Avec le début du commerce trilatéral de l’hydroélectricité, l’Asie du Sud entame une coopération historique
Le 15 novembre, un accord trilatéral de partage du pouvoir entre l'Inde, le Népal et le Bangladesh est entré en vigueur. Aux termes de l'accord, signé le 3 octobre, le Népal, riche en hydroélectricité, exportera 40 MW d'électricité vers le Bangladesh, en manque d'énergie, via le réseau électrique indien.
Le Népal et le Bangladesh ne partagent pas de frontière ; par conséquent, l’Inde, qui relie les deux pays, fait partie de l’initiative de commerce transfrontalier de l’électricité. Le projet, inauguré conjointement par les ministres des trois pays, constitue une étape historique dans la coopération régionale.
Il s'agit du premier projet hydroélectrique trilatéral en Asie du Sud.
L'Inde, le Népal et le Bangladesh collaborent également pour développer le projet hydroélectrique Sunkoshi-3 de 683 MW. Bien que le barrage soit situé à 60 km de Katmandou au Népal, le projet sera développé conjointement par des conglomérats et des promoteurs des trois pays en coopération avec les trois gouvernements.
Selon les médias, les relations entre l’Inde et le Népal, ainsi qu’entre l’Inde et le Bangladesh, ne sont pas au meilleur de leur forme.
New Delhi serait en colère contre le Premier ministre népalais KP Sharma Oli et ne lui aurait donc pas adressé d'invitation à se rendre en Inde. Les relations de l'Inde avec le Bangladesh se seraient détériorées après la chute du gouvernement de Sheikh Hasina. Le Premier ministre indien Narendra Modi aurait « rejeté » une demande du Bangladesh de rencontrer le conseiller principal du gouvernement intérimaire Muhammad Yunus en marge du récent sommet de l'Assemblée générale des Nations Unies à New York.
Malgré leurs relations difficiles, la coopération entre ces pays sur des projets multilatéraux progresse sur le terrain. Le lancement récent de l’accord trilatéral d’approvisionnement en électricité entre le Népal, l’Inde et le Bangladesh en est un exemple.
Le partage de l’hydroélectricité entre l’Inde et le Népal remonte à plusieurs décennies.
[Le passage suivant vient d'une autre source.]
impl SqlTranslator {
    pub fn new(dialect: Dialect) -> Self {
        Self {
            dialect,
            catalog: SchemaCatalog::default(),
            registry: Cow::Borrowed(OperatorRegistry::global()),
            options: TranslatorOptions::default(),
        }
    }

    pub fn with_catalog(mut self, catalog: SchemaCatalog) -> Self {
        self.catalog = catalog;
        self
    }

    pub fn with_registry(mut self, registry: OperatorRegistry) -> Self {
        self.registry = Cow::Owned(registry);
        self
    }

    pub fn with_options(mut self, options: TranslatorOptions) -> Self {
        self.options = options;
        self
    }

    pub fn dialect(&self) -> Dialect {
        self.dialect
    }

    pub fn catalog(&self) -> &SchemaCatalog {
        &self.catalog
    }

    /// Lower a condition to a WHERE expression (without the `WHERE` keyword)
    pub fn translate(&self, condition: &ConditionNode, primary_root: &str) -> Result<CompiledQuery> {
        let lowered = self.lower(condition, primary_root, &[])?;
        Ok(CompiledQuery {
            sql_text: lowered.where_sql,
            parameters: lowered.parameters,
            joins: lowered.joins,
        })
    }

    /// `SELECT <fields> FROM <root> [joins] WHERE <expr> [pagination]`
    pub fn generate_select_query(
        &self,
        condition: &ConditionNode,
        primary_root: &str,
        options: &SelectOptions,
    ) -> Result<CompiledQuery> {
        let lowered = self.lower(condition, primary_root, &options.fields)?;
        let where_sql = lowered.where_sql.clone();
        self.assemble_select(primary_root, &lowered, where_sql, lowered.parameters.clone(), options)
    }

    /// `SELECT COUNT(*) FROM <root> [joins] WHERE <expr>`, never paginated
    pub fn generate_count_query(
        &self,
        condition: &ConditionNode,
        primary_root: &str,
    ) -> Result<CompiledQuery> {
        let lowered = self.lower(condition, primary_root, &[])?;
        let sql_text = format!(
            "SELECT COUNT(*) FROM {}{} WHERE {}",
            self.dialect.quote(primary_root)?,
            self.joins_sql(&lowered.joins)?,
            lowered.where_sql
        );
        tracing::debug!("count query for {}: {}", primary_root, sql_text);
        Ok(CompiledQuery {
            sql_text,
            parameters: lowered.parameters,
            joins: lowered.joins,
        })
    }

    pub(crate) fn lower(
        &self,
        condition: &ConditionNode,
        primary_root: &str,
        fields: &[String],
    ) -> Result<Lowered> {
        let mut lowering = Lowering::new(self, primary_root);
        lowering.prepare(condition)?;
        let mut resolved_fields = Vec::with_capacity(fields.len());
        for field in fields.iter().filter(|f| f.trim() != "*") {
            let resolved = lowering.resolve(field)?;
            lowering.add_join(&resolved);
            resolved_fields.push(resolved);
        }
        lowering.qualify = !lowering.joins.is_empty();

        let where_sql = lowering.render_node(condition)?;
        let select_list = if resolved_fields.is_empty() {
            if lowering.qualify {
                format!("{}.*", self.dialect.quote(primary_root)?)
            } else {
                "*".to_string()
            }
        } else {
            resolved_fields
                .iter()
                .map(|f| column_sql(self.dialect, f, lowering.qualify))
                .collect::<Result<Vec<_>>>()?
                .join(", ")
        };

        Ok(Lowered {
            where_sql,
            parameters: lowering.parameters,
            joins: lowering.joins,
            qualify: lowering.qualify,
            select_list,
        })
    }

    pub(crate) fn joins_sql(&self, joins: &[JoinSpec]) -> Result<String> {
        let mut sql = String::new();
        for join in joins {
            sql.push(' ');
            sql.push_str(&join.render(self.dialect)?);
        }
        Ok(sql)
    }

    pub(crate) fn assemble_select(
        &self,
        primary_root: &str,
        lowered: &Lowered,
        where_sql: String,
        mut parameters: BTreeMap<String, Value>,
        options: &SelectOptions,
    ) -> Result<CompiledQuery> {
        let mut sql_text = format!(
            "SELECT {} FROM {}{} WHERE {}",
            lowered.select_list,
            self.dialect.quote(primary_root)?,
            self.joins_sql(&lowered.joins)?,
            where_sql
        );

        let limit = self.dialect.placeholder(LIMIT_PARAM);
        let offset = self.dialect.placeholder(OFFSET_PARAM);
        match self.dialect.policy().pagination {
            Pagination::LimitOffset => {
                if let Some(value) = options.limit {
                    sql_text.push_str(&format!(" LIMIT {}", limit));
                    parameters.insert(LIMIT_PARAM.to_string(), Value::Number(value as f64));
                }
                if let Some(value) = options.offset {
                    sql_text.push_str(&format!(" OFFSET {}", offset));
                    parameters.insert(OFFSET_PARAM.to_string(), Value::Number(value as f64));
                }
            }
            Pagination::OffsetFetch => {
                if options.limit.is_some() || options.offset.is_some() {
                    sql_text.push_str(&format!(" ORDER BY (SELECT NULL) OFFSET {} ROWS", offset));
                    parameters.insert(
                        OFFSET_PARAM.to_string(),
                        Value::Number(options.offset.unwrap_or(0) as f64),
                    );
                }
                if let Some(value) = options.limit {
                    sql_text.push_str(&format!(" FETCH NEXT {} ROWS ONLY", limit));
                    parameters.insert(LIMIT_PARAM.to_string(), Value::Number(value as f64));
                }
            }
        }

        tracing::debug!("select query for {}: {}", primary_root, sql_text);
        Ok(CompiledQuery {
            sql_text,
            parameters,
            joins: lowered.joins.clone(),
        })
    }
}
L'année dernière, les deux pays ont signé des accords prévoyant l'achat par l'Inde de 10 000 MW d'hydroélectricité au Népal au cours des 10 prochaines années.
Des progrès ont également été réalisés dans la connectivité de l’approvisionnement en carburant entre l’Inde et le Népal. Le 10 septembre 2019, les deux pays ont franchi une étape historique en inaugurant un oléoduc de 69 kilomètres de long reliant Amalekhunj au Népal à Motihari en Inde. L'oléoduc financé par l'Inde, d'une valeur de 45 millions de dollars, est le premier oléoduc transfrontalier en Asie du Sud. L'Inde, qui est le seul fournisseur de carburant du Népal enclavé, ne transportait auparavant son pétrole vers le Népal que par camions-citernes. L'oléoduc permet désormais au Népal d'importer du carburant à moindre coût. En effet, le pipeline Inde-Népal permettra au Népal d'économiser environ 8,7 millions de dollars par an en frais de transport de carburant.
La connectivité intra-Asie du Sud est parmi les pires au monde. Les tensions bilatérales, les sentiments anti-indiens et la crainte des petits pays que l’Inde domine leurs économies beaucoup plus petites ont empêché l’amélioration de la connectivité.
En conséquence, les pays d’Asie du Sud souffrent d’une mauvaise connectivité « HAT », où H représente l’hydroélectricité, A pour l’aviation et T pour le transport en commun et le tourisme.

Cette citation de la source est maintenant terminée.